Under the previous CEO, Blake Furlow’s, leadership, the company fell behind on SEC reporting, which prevented the company from selling new franchises. Franchisees were not communicated with. The company moved its headquarters to Idaho from Florida, for unclear reasons.
But on December 18th and 27th of 2019, through Q1 and Q2 2019 10-Qs were filed - giving hope that the Q3 2019 10-Q is on the way shortly. With the 2019 10-K not due until March or April, the company may be current soon - and hence able to sell franchises again. Furlow resigned, and one of the other board members, Bart Mitchell, took the helm. I’ve actually been able to get him on the phone, which is a great improvement.
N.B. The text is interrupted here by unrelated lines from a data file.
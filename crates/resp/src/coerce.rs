//! Primitive coercions over decoded replies.
//!
//! These are the building blocks of every response callback: truthiness,
//! numeric conversion, sequence extraction and status checks. None of them
//! swallow a failure into a default value.

use crate::RespValue;
use crate::error::CoerceError;
use crate::utils::parse_double;
use crate::utils::parse_integer;

/// Truthiness of a reply.
///
/// Null, zero, empty strings and empty collections are false, everything
/// else is true. Error replies are never truthy.
pub fn is_truthy(value: &RespValue) -> bool {
	match value {
		RespValue::Null => false,
		RespValue::Boolean(b) => *b,
		RespValue::Integer(i) => *i != 0,
		RespValue::Double(d) => *d != 0.0,
		RespValue::BigNumber(n) => n.iter().any(|&b| b.is_ascii_digit() && b != b'0'),
		RespValue::SimpleString(s) | RespValue::BulkString(s) => !s.is_empty(),
		RespValue::VerbatimString { data, .. } => !data.is_empty(),
		RespValue::Array(a) | RespValue::Push(a) => !a.is_empty(),
		RespValue::Map(m) => !m.is_empty(),
		RespValue::Set(s) => !s.is_empty(),
		RespValue::Error(_) | RespValue::BulkError(_) => false,
	}
}

/// Whether a reply stands for "no value".
///
/// Unlike [`is_truthy`], numeric zero and `false` are present values.
pub fn is_absent(value: &RespValue) -> bool {
	match value {
		RespValue::Null => true,
		RespValue::SimpleString(s) | RespValue::BulkString(s) => s.is_empty(),
		RespValue::Array(a) | RespValue::Push(a) => a.is_empty(),
		RespValue::Map(m) => m.is_empty(),
		RespValue::Set(s) => s.is_empty(),
		_ => false,
	}
}

/// Convert a numeric-like reply to `f64`.
pub fn to_f64(value: &RespValue) -> Result<f64, CoerceError> {
	match value {
		RespValue::Double(d) => Ok(*d),
		RespValue::Integer(i) => Ok(*i as f64),
		RespValue::Boolean(b) => Ok(if *b { 1.0 } else { 0.0 }),
		RespValue::BigNumber(n) => parse_double(n),
		other => match other.payload() {
			Some(text) => parse_double(text),
			None => Err(CoerceError::unexpected("double", other)),
		},
	}
}

/// Convert an integer-like reply to `i64`.
///
/// Doubles are accepted only when they hold an integral value in range.
pub fn to_i64(value: &RespValue) -> Result<i64, CoerceError> {
	match value {
		RespValue::Integer(i) => Ok(*i),
		RespValue::Boolean(b) => Ok(i64::from(*b)),
		RespValue::Double(d) => {
			// `i64::MAX as f64` rounds up to 2^63
			if d.fract() == 0.0 && *d >= i64::MIN as f64 && *d < i64::MAX as f64 {
				Ok(*d as i64)
			} else {
				Err(CoerceError::InvalidInteger(d.to_string()))
			}
		}
		RespValue::BigNumber(n) => parse_integer(n),
		other => match other.payload() {
			Some(text) => parse_integer(text),
			None => Err(CoerceError::unexpected("integer", other)),
		},
	}
}

/// Take the elements of a sequence-shaped reply, preserving wire order.
pub fn into_sequence(value: RespValue) -> Result<Vec<RespValue>, CoerceError> {
	match value {
		RespValue::Array(a) | RespValue::Push(a) => Ok(a),
		RespValue::Set(s) => Ok(s.into_iter().collect()),
		other => Err(CoerceError::unexpected("array", &other)),
	}
}

/// Whether a reply is the status `OK`.
pub fn is_ok_status(value: &RespValue) -> bool {
	value.payload().is_some_and(|s| s.as_ref() == b"OK")
}

#[cfg(test)]
mod tests {
	use bytes::Bytes;
	use rstest::rstest;

	use super::*;

	#[rstest]
	#[case(RespValue::Null, false)]
	#[case(RespValue::Integer(0), false)]
	#[case(RespValue::Integer(-1), true)]
	#[case(RespValue::Double(0.0), false)]
	#[case(RespValue::Double(0.5), true)]
	#[case(RespValue::Boolean(true), true)]
	#[case(RespValue::Boolean(false), false)]
	#[case(RespValue::bulk_string(""), false)]
	#[case(RespValue::bulk_string("0"), true)]
	#[case(RespValue::simple_string("OK"), true)]
	#[case(RespValue::BigNumber(Bytes::from("0")), false)]
	#[case(RespValue::BigNumber(Bytes::from("-12345678901234567890")), true)]
	#[case(RespValue::array(Vec::new()), false)]
	#[case(RespValue::array(vec![RespValue::Null]), true)]
	#[case(RespValue::error("ERR"), false)]
	fn test_is_truthy(#[case] value: RespValue, #[case] expected: bool) {
		assert_eq!(is_truthy(&value), expected);
	}

	#[rstest]
	#[case(RespValue::Null, true)]
	#[case(RespValue::bulk_string(""), true)]
	#[case(RespValue::set(Vec::new()), true)]
	#[case(RespValue::Integer(0), false)]
	#[case(RespValue::Boolean(false), false)]
	#[case(RespValue::bulk_string("x"), false)]
	fn test_is_absent(#[case] value: RespValue, #[case] expected: bool) {
		assert_eq!(is_absent(&value), expected);
	}

	#[test]
	fn test_to_f64() {
		assert_eq!(to_f64(&RespValue::Double(1.25)).unwrap(), 1.25);
		assert_eq!(to_f64(&RespValue::Integer(3)).unwrap(), 3.0);
		assert_eq!(to_f64(&RespValue::bulk_string("2.5")).unwrap(), 2.5);
		assert_eq!(to_f64(&RespValue::bulk_string("-inf")).unwrap(), f64::NEG_INFINITY);
		assert!(matches!(
			to_f64(&RespValue::bulk_string("abc")),
			Err(CoerceError::InvalidDouble(_))
		));
		assert_eq!(
			to_f64(&RespValue::Null),
			Err(CoerceError::UnexpectedType {
				expected: "double",
				found: "null",
			})
		);
	}

	#[test]
	fn test_to_i64() {
		assert_eq!(to_i64(&RespValue::Integer(5)).unwrap(), 5);
		assert_eq!(to_i64(&RespValue::bulk_string("42")).unwrap(), 42);
		assert_eq!(to_i64(&RespValue::Double(7.0)).unwrap(), 7);
		assert_eq!(to_i64(&RespValue::Boolean(true)).unwrap(), 1);
		assert!(to_i64(&RespValue::Double(7.5)).is_err());
		assert!(to_i64(&RespValue::bulk_string("4.2")).is_err());
		assert!(to_i64(&RespValue::array(Vec::new())).is_err());
	}

	#[test]
	fn test_to_i64_double_bounds() {
		assert_eq!(to_i64(&RespValue::Double(-9_223_372_036_854_775_808.0)).unwrap(), i64::MIN);
		assert!(matches!(
			to_i64(&RespValue::Double(9_223_372_036_854_775_808.0)),
			Err(CoerceError::InvalidInteger(_))
		));
		assert!(matches!(
			to_i64(&RespValue::Double(1e300)),
			Err(CoerceError::InvalidInteger(_))
		));
	}

	#[test]
	fn test_into_sequence() {
		let arr = RespValue::array(vec![RespValue::Integer(1), RespValue::Integer(2)]);
		assert_eq!(
			into_sequence(arr).unwrap(),
			vec![RespValue::Integer(1), RespValue::Integer(2)]
		);
		assert!(into_sequence(RespValue::Integer(1)).is_err());
	}

	#[test]
	fn test_is_ok_status() {
		assert!(is_ok_status(&RespValue::simple_string("OK")));
		assert!(is_ok_status(&RespValue::bulk_string("OK")));
		assert!(!is_ok_status(&RespValue::simple_string("QUEUED")));
		assert!(!is_ok_status(&RespValue::simple_string("ok")));
		assert!(!is_ok_status(&RespValue::Integer(1)));
	}
}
I bought some shares of CLCN in 2017 for about $0.25 per share, before the company went non-current. Since then, I’ve called their corporate office at least once per month to make sure that the company is still operating. During that time the price went as low as $0.03 per share. With the recent progress, and return of some SEC filings, I’ve picked up many more shares as the market was slow to react to the filings. So far, so good. But there’s more room to go here.
The Q1 and Q2 2019 10-Qs show positive cashflow of more than $200k per year annualized, and a revenue run rate, while declining, of about $2m per year. At 10x cash flow, or 1x revenue then, the company is worth $2m - $0.15 per share or so, a 50% premium to current values.
Even if the company continues to lose revenue, it could still throw off a million dollars of cash before it dies, in theory about $0.07 per share. And that is a real possibility - the curriculum hasn’t been updated in at least 5 years, which is a serious issue for a franchise like this.
There is a group that’s currently attempting to wage a proxy fight, but the proxy group only owns 6% of the shares, and the current board owns about 30%. For a company that most holders have probably forgotten about, there’s little reason to believe the takeover will succeed.
But things could be so much better than that -
The company has been unable to sell new franchises because of the delay in SEC filings. Now that that is solved, the company can sell franchises again. That’s a catalyst if I ever heard one.
Second, the company has alluded to some new curriculum and program releases that are coming out soon. This could be another reason for growth, if they work.
If the company can start growing again, and is already achieving a 10% cash return on equity, fair valuations could be many multiples of current prices.
From speaking to Mr. Mitchell, the board is realistic about the problems and is working on them. Importantly, they are open to adding an outside board member from the shareholders, and a board member chosen from the franchisees. It’s a bit of a long shot, but the elements for a real turnaronud are here.
One final element - if you look at the 10-Qs, the company is reporting a GAAP net income of about $0.14/share.
This is almost entirely because of an accounting rule change that forces the company to recognize long-paid revenue from franchise sales over time.
But anyone who doesn’t read closely may miss this, think the fair value is near $1 per share, and bid up the price significantly. For a thinly-traded stock like this, just a little extra interest can drive the price high quickly.
I own shares of CLCN and do intend to purchase more over the next several weeks.